Time’s senior management team spent a lot of time with Quigo’s team over the past 6-months. It’s a real partnership based on economic and product
development considerations. They want to sell their advertisers into the program — an important yet misunderstood part of our business model,
and not an area I wish to spend too much time on here. They want to control their pricing and relationships. Our system let’s them do both.
They want to collaborate to build new ad formats. And, they want world-class yield management. Yield is one of our core competencies.


We package all this up like no one else in the world today and deliver within a white label environment. The macro trends favor our approach here.


When you say “macro trends”, can you elaborate?

Sure. We’re seeing more and more publishers beginning to use our “you sell, we sell” model. This means that they are starting to value this aspect of our model much more than 2 years ago. Many publishers are beginning to embrace transparency. It means different things to advertisers and publishers. Publishers like to know what their pages are really worth. They’re more interested than before in auctioning off premium placements — not remnant placements. This was unheard of 2-3 years ago. This is precisely what Quigo does: we create hyper-transparent marketplaces for each placement on each site. This movement will only get bigger and such a trend benefits Quigo.

Aren’t publishers’ worried about losing their premium CPMs to an auction that pushes it toward remnant pricing?


I don’t think this will happen. On quality sites there will always be a pool of inventory that a publisher, with a sales force, can sell at high rates. Then there are the placements that sit between premium and remnant. They’re usually filled with graphical ads, and often purchased by hybrids. Hybrids are advertisers that care about direct response and building brands. They’re typically the brokerage houses, PC makers, banks, insurance companies, etc. With the right business model and auction approach, a company like Quigo can make such placements into terrific marketplaces.
 
We have many “text-only” placements that yield better than traditional CPM placements. It doesn’t always work this way but we’re getting better and better at yield and targeting. As such, the net value of each of our placements increases substantially over time. Publishers that still sell through bi-lateral negotiation can, in many cases, do better. This is art and science colliding.

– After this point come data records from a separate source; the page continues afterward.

//! Implementation scanning: one walk over every loaded declaration per pass,
//! classifying each annotated service by every token it can be requested
//! under.

use std::collections::HashMap;

use crate::ast::{ClassDecl, Declaration, SourceUnit};
use crate::registry::registration::{
    sanitize_token, ImplementationRecord, RegistrationKind, ServiceScope,
};

/// Annotations that mark a class as a service
const SERVICE_ANNOTATIONS: &[&str] = &["service", "injectable", "component"];

/// One annotated class and all tokens it is addressable by
#[derive(Debug, Clone)]
pub struct ScannedImplementation {
    pub class: ClassDecl,
    pub file_path: String,
    pub scope: ServiceScope,
    pub records: Vec<ImplementationRecord>,
}

impl ScannedImplementation {
    /// The class token is always present and serves as the canonical key
    pub fn class_token(&self) -> &str {
        self.records
            .iter()
            .find(|r| r.kind == RegistrationKind::Class)
            .map(|r| r.token.as_str())
            .expect("scanner always emits a class token")
    }
}

/// Scanner configuration: which base classes yield inheritance tokens
#[derive(Debug, Clone)]
pub struct ScannerConfig {
    pub recognized_bases: Vec<String>,
}

impl Default for ScannerConfig {
    fn default() -> Self {
        Self {
            recognized_bases: ["EntityRepository", "BaseService", "StoreProvider"]
                .into_iter()
                .map(String::from)
                .collect(),
        }
    }
}

/// Walks all source declarations and classifies annotated services
pub struct ImplementationScanner {
    config: ScannerConfig,
}

impl ImplementationScanner {
    pub fn new(config: ScannerConfig) -> Self {
        Self { config }
    }

    /// Scan every unit. Declarations with no recognized annotation are
    /// skipped silently.
    pub fn scan(&self, units: &[SourceUnit]) -> Vec<ScannedImplementation> {
        let mut found = Vec::new();
        let mut tokens = TokenAllocator::default();
        for unit in units {
            for decl in &unit.declarations {
                let Declaration::Class(class) = decl else {
                    continue;
                };
                match self.classify(class, &unit.path, &mut tokens) {
                    Some(scanned) => found.push(scanned),
                    None => {
                        tracing::debug!(class = %class.name, "no service annotation, skipping");
                    }
                }
            }
        }
        tracing::info!(implementations = found.len(), "scan pass complete");
        found
    }

    fn classify(
        &self,
        class: &ClassDecl,
        file_path: &str,
        tokens: &mut TokenAllocator,
    ) -> Option<ScannedImplementation> {
        let annotation = SERVICE_ANNOTATIONS
            .iter()
            .find_map(|name| class.annotation(name))?;
        let scope = annotation
            .args
            .first()
            .map(|arg| ServiceScope::parse(arg))
            .unwrap_or_default();

        let mut records = Vec::new();

        // Class token first: it is the fallback addressable key
        records.push(self.record(class, file_path, &class.name, RegistrationKind::Class, None, tokens));

        for iface in &class.implements {
            records.push(self.record(
                class,
                file_path,
                iface,
                RegistrationKind::Interface,
                Some(iface.clone()),
                tokens,
            ));
        }

        if let Some(base) = &class.extends {
            if self.config.recognized_bases.iter().any(|b| b == &base.name) {
                let args: Vec<String> = base.type_args.iter().map(|t| t.display_name()).collect();
                let raw = if args.is_empty() {
                    base.name.clone()
                } else {
                    format!("{}<{}>", base.name, args.join(", "))
                };
                let mut record =
                    self.record(class, file_path, &raw, RegistrationKind::Inheritance, None, tokens);
                record.base_class_info = Some(base.clone());
                record.inheritance_chain = vec![class.name.clone(), base.name.clone()];
                records.push(record);
            }
        }

        if let Some(state) = &class.state_type {
            records.push(self.record(
                class,
                file_path,
                &state.display_name(),
                RegistrationKind::State,
                None,
                tokens,
            ));
        }

        Some(ScannedImplementation {
            class: class.clone(),
            file_path: file_path.to_string(),
            scope,
            records,
        })
    }

    fn record(
        &self,
        class: &ClassDecl,
        file_path: &str,
        raw_token: &str,
        kind: RegistrationKind,
        interface_name: Option<String>,
        tokens: &mut TokenAllocator,
    ) -> ImplementationRecord {
        ImplementationRecord {
            token: tokens.allocate(raw_token),
            interface_name,
            implementation_name: class.name.clone(),
            file_path: file_path.to_string(),
            kind,
            is_generic: !class.type_params.is_empty(),
            type_parameters: class.type_params.clone(),
            base_class_info: None,
            inheritance_chain: Vec::new(),
            has_lifecycle: class.has_lifecycle(),
        }
    }
}

/// Per-pass token allocation. The same written name always yields the same
/// token (interface sharing and last-wins ambiguity depend on that); two
/// different written names whose sanitized forms collide get numeric
/// suffixes so they stay distinct.
#[derive(Debug, Default)]
struct TokenAllocator {
    /// written name -> allocated token
    assigned: HashMap<String, String>,
    /// allocated token -> written name that owns it
    owners: HashMap<String, String>,
}

impl TokenAllocator {
    fn allocate(&mut self, raw: &str) -> String {
        if let Some(token) = self.assigned.get(raw) {
            return token.clone();
        }
        let base = sanitize_token(raw);
        let mut token = base.clone();
        let mut suffix = 2;
        while self.owners.contains_key(&token) {
            token = format!("{}_{}", base, suffix);
            suffix += 1;
        }
        if token != base {
            tracing::warn!(raw, token = %token, "sanitized token collision, suffixed");
        }
        self.assigned.insert(raw.to_string(), token.clone());
        self.owners.insert(token.clone(), raw.to_string());
        token
    }
}

#[cfg(test)]
mod tests {
    use super::*;
    use crate::ast::{Annotation, BaseRef, TypeExpr};

    fn service_class(name: &str) -> ClassDecl {
        ClassDecl {
            name: name.into(),
            annotations: vec![Annotation::new("service")],
            implements: vec![],
            extends: None,
            type_params: vec![],
            constructor_params: vec![],
            state_type: None,
            methods: vec![],
        }
    }

    fn unit_with(classes: Vec<ClassDecl>) -> SourceUnit {
        SourceUnit {
            path: "src/app.unit.json".into(),
            imports: vec![],
            declarations: classes.into_iter().map(Declaration::Class).collect(),
        }
    }

    #[test]
    fn unannotated_class_is_skipped_silently() {
        let mut plain = service_class("Plain");
        plain.annotations.clear();
        let scanner = ImplementationScanner::new(ScannerConfig::default());
        let found = scanner.scan(&[unit_with(vec![plain])]);
        assert!(found.is_empty());
    }

    #[test]
    fn class_token_is_always_emitted() {
        let scanner = ImplementationScanner::new(ScannerConfig::default());
        let found = scanner.scan(&[unit_with(vec![service_class("ConsoleLogger")])]);
        assert_eq!(found.len(), 1);
        assert_eq!(found[0].class_token(), "ConsoleLogger");
        assert_eq!(found[0].records.len(), 1);
    }

    #[test]
    fn implements_clause_yields_interface_tokens() {
        let mut class = service_class("ConsoleLogger");
        class.implements = vec!["LoggerInterface".into()];
        let scanner = ImplementationScanner::new(ScannerConfig::default());
        let found = scanner.scan(&[unit_with(vec![class])]);

        let records = &found[0].records;
        assert_eq!(records.len(), 2);
        let iface = records
            .iter()
            .find(|r| r.kind == RegistrationKind::Interface)
            .unwrap();
        assert_eq!(iface.token, "LoggerInterface");
        assert_eq!(iface.interface_name.as_deref(), Some("LoggerInterface"));
        assert_eq!(iface.implementation_name, "ConsoleLogger");
    }

    #[test]
    fn recognized_base_yields_inheritance_token() {
        let mut class = service_class("UserRepository");
        class.extends = Some(BaseRef {
            name: "EntityRepository".into(),
            type_args: vec![TypeExpr::named("User")],
        });
        let scanner = ImplementationScanner::new(ScannerConfig::default());
        let found = scanner.scan(&[unit_with(vec![class])]);

        let record = found[0]
            .records
            .iter()
            .find(|r| r.kind == RegistrationKind::Inheritance)
            .unwrap();
        assert_eq!(record.token, "EntityRepository_User");
        assert_eq!(
            record.inheritance_chain,
            vec!["UserRepository".to_string(), "EntityRepository".to_string()]
        );
    }

    #[test]
    fn unrecognized_base_yields_no_inheritance_token() {
        let mut class = service_class("Widget");
        class.extends = Some(BaseRef {
            name: "Component".into(),
            type_args: vec![],
        });
        let scanner = ImplementationScanner::new(ScannerConfig::default());
        let found = scanner.scan(&[unit_with(vec![class])]);
        assert!(found[0]
            .records
            .iter()
            .all(|r| r.kind != RegistrationKind::Inheritance));
    }

    #[test]
    fn state_type_yields_state_token() {
        let mut class = service_class("CartStore");
        class.state_type = Some(TypeExpr::named("CartState"));
        let scanner = ImplementationScanner::new(ScannerConfig::default());
        let found = scanner.scan(&[unit_with(vec![class])]);

        let record = found[0]
            .records
            .iter()
            .find(|r| r.kind == RegistrationKind::State)
            .unwrap();
        assert_eq!(record.token, "CartState");
    }

    #[test]
    fn colliding_sanitized_names_get_numeric_suffixes() {
        // Repository<User> and Repository_User both sanitize to
        // Repository_User; distinct written names must stay distinct
        let mut generic = service_class("UserRepository");
        generic.extends = Some(BaseRef {
            name: "EntityRepository".into(),
            type_args: vec![TypeExpr::named("User")],
        });
        let mut literal = service_class("LegacyUserRepository");
        literal.implements = vec!["EntityRepository_User".into()];

        let scanner = ImplementationScanner::new(ScannerConfig::default());
        let found = scanner.scan(&[unit_with(vec![generic, literal])]);

        let first = found[0]
            .records
            .iter()
            .find(|r| r.kind == RegistrationKind::Inheritance)
            .unwrap();
        let second = found[1]
            .records
            .iter()
            .find(|r| r.kind == RegistrationKind::Interface)
            .unwrap();
        assert_eq!(first.token, "EntityRepository_User");
        assert_eq!(second.token, "EntityRepository_User_2");
    }

    #[test]
    fn shared_interface_name_shares_one_token() {
        let mut a = service_class("ConsoleLogger");
        a.implements = vec!["LoggerInterface".into()];
        let mut b = service_class("FileLogger");
        b.implements = vec!["LoggerInterface".into()];

        let scanner = ImplementationScanner::new(ScannerConfig::default());
        let found = scanner.scan(&[unit_with(vec![a, b])]);
        let token_of = |s: &ScannedImplementation| {
            s.records
                .iter()
                .find(|r| r.kind == RegistrationKind::Interface)
                .unwrap()
                .token
                .clone()
        };
        assert_eq!(token_of(&found[0]), token_of(&found[1]));
    }

    #[test]
    fn scope_comes_from_annotation_argument() {
        let mut class = service_class("ReportBuilder");
        class.annotations = vec![Annotation::with_arg("service", "transient")];
        let scanner = ImplementationScanner::new(ScannerConfig::default());
        let found = scanner.scan(&[unit_with(vec![class])]);
        assert_eq!(found[0].scope, ServiceScope::Transient);
    }
}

I have heard from analysts that publishers are seeing higher eCPMs using Quigo than with Google. Care to tell me how and why?

We have very solid eCPM’s and feel like we can compete with anyone within the branded or premium segment.
 
Our results have gotten progressively better because of our relentless focus on yield optimization algorithms and some very craftly tweaks to our business model. We’ve pioneered the “art & science” of site-specific, page-specific auctions. How do you price each placement? Which placements are important? When should we use semantic targeting vs. psychographic targeting? What type of ad format works best? We’ve been doing this from the beginning and it’s really paying off for our customers.
 
I give the Time, Inc. folks a lot of credit. They actually rolled up their sleeves and dug into our model and tried to validate much of this through a significant amount of dialogue between us. They know much of what we know and they chose us because they truly believe we’ll make them more money.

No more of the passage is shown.